Clear cell renal cell carcinoma (ccRCC) is the most common type of kidney cancer associated with poor prognosis, and accounts for the majority of RCC-related deaths. The lack of comprehensive diagnostic and prognostic biomarkers has limited further understanding of the pathophysiology of ccRCC. Super-enhancers (SEs) are congregated enhancer clusters that have a key role in tumor processes such as epithelial-mesenchymal transition, metabolic reprogramming, immune escape and resistance to apoptosis. RCC may also be immunogenic and sensitive to immunotherapy. In the present study, an Arraystar human SE-long non-coding RNA (lncRNA) microarray was first employed to profile the differentially expressed SE-lncRNAs and mRNAs in 5 paired ccRCC and peritumoral tissues and to identify SE-related genes.
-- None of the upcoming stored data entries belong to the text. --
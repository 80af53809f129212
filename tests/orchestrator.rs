use std::sync::Mutex;

use async_trait::async_trait;
use ethers::types::{TxHash, U256};

use marketsettle::error::SettleError;
use marketsettle::market::{snapshot, MarketContract};
use marketsettle::settle::run_settlement;
use marketsettle::types::SettlementReceipt;

const STRIKE: &str = "45000000000000000000";
const ANSWER: &str = "50000000000000000000";
const ANSWER_TS: u64 = 1_754_000_000;

/// In-memory market standing in for the deployed contract.
struct FakeMarket {
    expired: bool,
    remaining_secs: u64,
    /// Simulates another actor winning the settlement race: our submission
    /// always reverts, while reads keep showing the market unsettled (the
    /// competing transaction has not propagated to our node yet).
    contested: bool,
    /// Simulates an unreachable node: every read fails.
    unreachable: bool,
    state: Mutex<Inner>,
}

#[derive(Default)]
struct Inner {
    settlement: Option<(U256, bool, u64)>,
    settle_calls: u32,
}

impl FakeMarket {
    fn unsettled() -> Self {
        Self {
            expired: true,
            remaining_secs: 0,
            contested: false,
            unreachable: false,
            state: Mutex::default(),
        }
    }

    fn not_expired(remaining_secs: u64) -> Self {
        Self {
            expired: false,
            remaining_secs,
            ..Self::unsettled()
        }
    }

    fn settled() -> Self {
        let market = Self::unsettled();
        market.state.lock().unwrap().settlement =
            Some((U256::from_dec_str(ANSWER).unwrap(), true, ANSWER_TS));
        market
    }

    fn contested() -> Self {
        Self {
            contested: true,
            ..Self::unsettled()
        }
    }

    fn unreachable() -> Self {
        Self {
            unreachable: true,
            ..Self::unsettled()
        }
    }

    fn settle_calls(&self) -> u32 {
        self.state.lock().unwrap().settle_calls
    }

    fn check_node(&self) -> Result<(), SettleError> {
        if self.unreachable {
            return Err(SettleError::ChainQueryFailed("connection refused".into()));
        }
        Ok(())
    }
}

#[async_trait]
impl MarketContract for FakeMarket {
    async fn has_expired(&self) -> Result<bool, SettleError> {
        self.check_node()?;
        Ok(self.expired)
    }

    async fn time_until_expiry(&self) -> Result<u64, SettleError> {
        self.check_node()?;
        Ok(self.remaining_secs)
    }

    async fn is_settled(&self) -> Result<bool, SettleError> {
        self.check_node()?;
        if self.contested {
            return Ok(false);
        }
        Ok(self.state.lock().unwrap().settlement.is_some())
    }

    async fn strike_price(&self) -> Result<U256, SettleError> {
        self.check_node()?;
        Ok(U256::from_dec_str(STRIKE).unwrap())
    }

    async fn settlement_price(&self) -> Result<U256, SettleError> {
        self.state
            .lock()
            .unwrap()
            .settlement
            .map(|(price, _, _)| price)
            .ok_or(SettleError::InvalidState("settlementPrice read before settlement"))
    }

    async fn settled_above_strike(&self) -> Result<bool, SettleError> {
        self.state
            .lock()
            .unwrap()
            .settlement
            .map(|(_, above, _)| above)
            .ok_or(SettleError::InvalidState("settledAboveStrike read before settlement"))
    }

    async fn answer_timestamp(&self) -> Result<u64, SettleError> {
        self.state
            .lock()
            .unwrap()
            .settlement
            .map(|(_, _, ts)| ts)
            .ok_or(SettleError::InvalidState("answerTimestamp read before settlement"))
    }

    async fn settle_market(&self) -> Result<SettlementReceipt, SettleError> {
        let mut inner = self.state.lock().unwrap();
        inner.settle_calls += 1;

        if self.contested || inner.settlement.is_some() {
            return Err(SettleError::TransactionRejected(
                "execution reverted: market already settled".into(),
            ));
        }

        inner.settlement = Some((U256::from_dec_str(ANSWER).unwrap(), true, ANSWER_TS));

        Ok(SettlementReceipt {
            transaction_hash: TxHash::from_low_u64_be(0xfeed),
            gas_used: Some(U256::from(84_211)),
        })
    }
}

#[tokio::test]
async fn settles_an_expired_unsettled_market() {
    let market = FakeMarket::unsettled();

    let outcome = run_settlement(&market).await.unwrap();

    assert!(!outcome.already_settled);
    assert!(outcome.settled_above_strike);
    assert_eq!(outcome.settlement_price, U256::from_dec_str(ANSWER).unwrap());
    assert_eq!(outcome.strike_price, U256::from_dec_str(STRIKE).unwrap());

    let tx = outcome.transaction.expect("fresh settlement carries a receipt");
    assert_eq!(tx.transaction_hash, TxHash::from_low_u64_be(0xfeed));
    assert_eq!(tx.gas_used, Some(U256::from(84_211)));

    assert_eq!(market.settle_calls(), 1);
}

#[tokio::test]
async fn second_run_is_a_no_op_with_the_same_report() {
    let market = FakeMarket::unsettled();

    let first = run_settlement(&market).await.unwrap();
    let second = run_settlement(&market).await.unwrap();

    assert!(!first.already_settled);
    assert!(second.already_settled);
    assert!(second.transaction.is_none());

    assert_eq!(second.settlement_price, first.settlement_price);
    assert_eq!(second.strike_price, first.strike_price);
    assert_eq!(second.settled_above_strike, first.settled_above_strike);
    assert_eq!(second.answer_timestamp, first.answer_timestamp);

    // The transaction from the first run is the only one ever submitted.
    assert_eq!(market.settle_calls(), 1);
}

#[tokio::test]
async fn already_settled_market_is_reported_without_a_transaction() {
    let market = FakeMarket::settled();

    let outcome = run_settlement(&market).await.unwrap();

    assert!(outcome.already_settled);
    assert!(outcome.transaction.is_none());
    assert!(outcome.settled_above_strike);
    assert_eq!(outcome.settlement_price, U256::from_dec_str(ANSWER).unwrap());
    assert_eq!(outcome.answer_timestamp, ANSWER_TS);
    assert_eq!(market.settle_calls(), 0);
}

#[tokio::test]
async fn unexpired_market_is_never_settled() {
    let market = FakeMarket::not_expired(3_600);

    let err = run_settlement(&market).await.unwrap_err();

    assert!(matches!(
        err,
        SettleError::MarketNotExpired {
            remaining_secs: 3_600
        }
    ));
    assert_eq!(market.settle_calls(), 0);
}

#[tokio::test]
async fn losing_the_settlement_race_surfaces_the_rejection() {
    let market = FakeMarket::contested();

    let err = run_settlement(&market).await.unwrap_err();

    assert!(matches!(err, SettleError::TransactionRejected(_)));
    assert_eq!(market.settle_calls(), 1);
}

#[tokio::test]
async fn query_failures_abort_the_run() {
    let market = FakeMarket::unreachable();

    let err = run_settlement(&market).await.unwrap_err();

    assert!(matches!(err, SettleError::ChainQueryFailed(_)));
    assert_eq!(market.settle_calls(), 0);
}

#[tokio::test]
async fn unsettled_snapshot_carries_no_settlement_fields() {
    let market = FakeMarket::unsettled();

    let state = snapshot(&market).await.unwrap();

    assert!(state.settlement.is_none());
    assert_eq!(state.strike_price, U256::from_dec_str(STRIKE).unwrap());
}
The overlap of these genes with immune genes was then determined to identify SE-related immune genes. A model for predicting clinical prognosis and response to immunotherapy was built following the comprehensive analysis of a ccRCC gene expression dataset from The Cancer Genome Atlas (TCGA) database. The patients from TCGA were divided into high- and low-risk groups based on the median score derived from the risk model, and the Kaplan-Meier survival analysis showed that the low-risk group had a higher survival probability. In addition, according to the receiver operating characteristic curve analysis, the risk model had more advantages than other clinical factors in predicting the overall survival (OS) rate of patients with ccRCC. Using this model, it was demonstrated that the high-risk group had a more robust immune response. Furthermore, 61 potential drugs with half-maximal inhibitory concentration values that differed significantly between the two patient groups were screened to investigate potential drug treatment of ccRCC. In summary, the present study provided a novel index for predicting the survival probability of patients with ccRCC and may provide some insights into the mechanisms through which SE-related immune genes influence the diagnosis, prognosis and potential treatment drugs of ccRCC.